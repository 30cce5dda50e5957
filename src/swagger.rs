use actix_web::web;
use utoipa::OpenApi;
use utoipa_swagger_ui::SwaggerUi;

use crate::handlers;
use crate::models::*;

#[derive(OpenApi)]
#[openapi(
    paths(
        handlers::location::get_locations,
        handlers::vote::submit_vote,
        handlers::results::get_results,
        handlers::results::export_results_csv,
    ),
    components(
        schemas(
            LocationResponse,
            LocationListResponse,
            SelectionInput,
            SubmitVoteRequest,
            SubmitVoteResponse,
            ResultRow,
            ResultsResponse,
            ApiError,
        )
    ),
    tags(
        (name = "voting", description = "Location catalog and vote submission API"),
        (name = "results", description = "Aggregated results API (shared key required)"),
    ),
    info(
        title = "Stembus Backend API",
        version = "1.0.0",
        description = "Top-3 location voting REST API documentation"
    ),
    servers(
        (url = "/api", description = "Local server")
    )
)]
pub struct ApiDoc;

pub fn swagger_config(cfg: &mut web::ServiceConfig) {
    cfg.service(
        SwaggerUi::new("/swagger-ui/{_:.*}").url("/api-docs/openapi.json", ApiDoc::openapi()),
    )
    .route(
        "/swagger-ui",
        web::get().to(|| async {
            actix_web::HttpResponse::Found()
                .append_header(("Location", "/swagger-ui/"))
                .finish()
        }),
    );
}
= = =
HOW TO COMPLETE THIS TASK. Every line from the top of the material above through the line holding "actix_web::HttpResponse::Found()" should be reproduced word for word, and nothing beyond it.

REPLY.
repository 30cce5dda50e5957
filename src/swagger.rs
use actix_web::web;
use utoipa::OpenApi;
use utoipa_swagger_ui::SwaggerUi;

use crate::handlers;
use crate::models::*;

#[derive(OpenApi)]
#[openapi(
    paths(
        handlers::location::get_locations,
        handlers::vote::submit_vote,
        handlers::results::get_results,
        handlers::results::export_results_csv,
    ),
    components(
        schemas(
            LocationResponse,
            LocationListResponse,
            SelectionInput,
            SubmitVoteRequest,
            SubmitVoteResponse,
            ResultRow,
            ResultsResponse,
            ApiError,
        )
    ),
    tags(
        (name = "voting", description = "Location catalog and vote submission API"),
        (name = "results", description = "Aggregated results API (shared key required)"),
    ),
    info(
        title = "Stembus Backend API",
        version = "1.0.0",
        description = "Top-3 location voting REST API documentation"
    ),
    servers(
        (url = "/api", description = "Local server")
    )
)]
pub struct ApiDoc;

pub fn swagger_config(cfg: &mut web::ServiceConfig) {
    cfg.service(
        SwaggerUi::new("/swagger-ui/{_:.*}").url("/api-docs/openapi.json", ApiDoc::openapi()),
    )
    .route(
        "/swagger-ui",
        web::get().to(|| async {
            actix_web::HttpResponse::Found()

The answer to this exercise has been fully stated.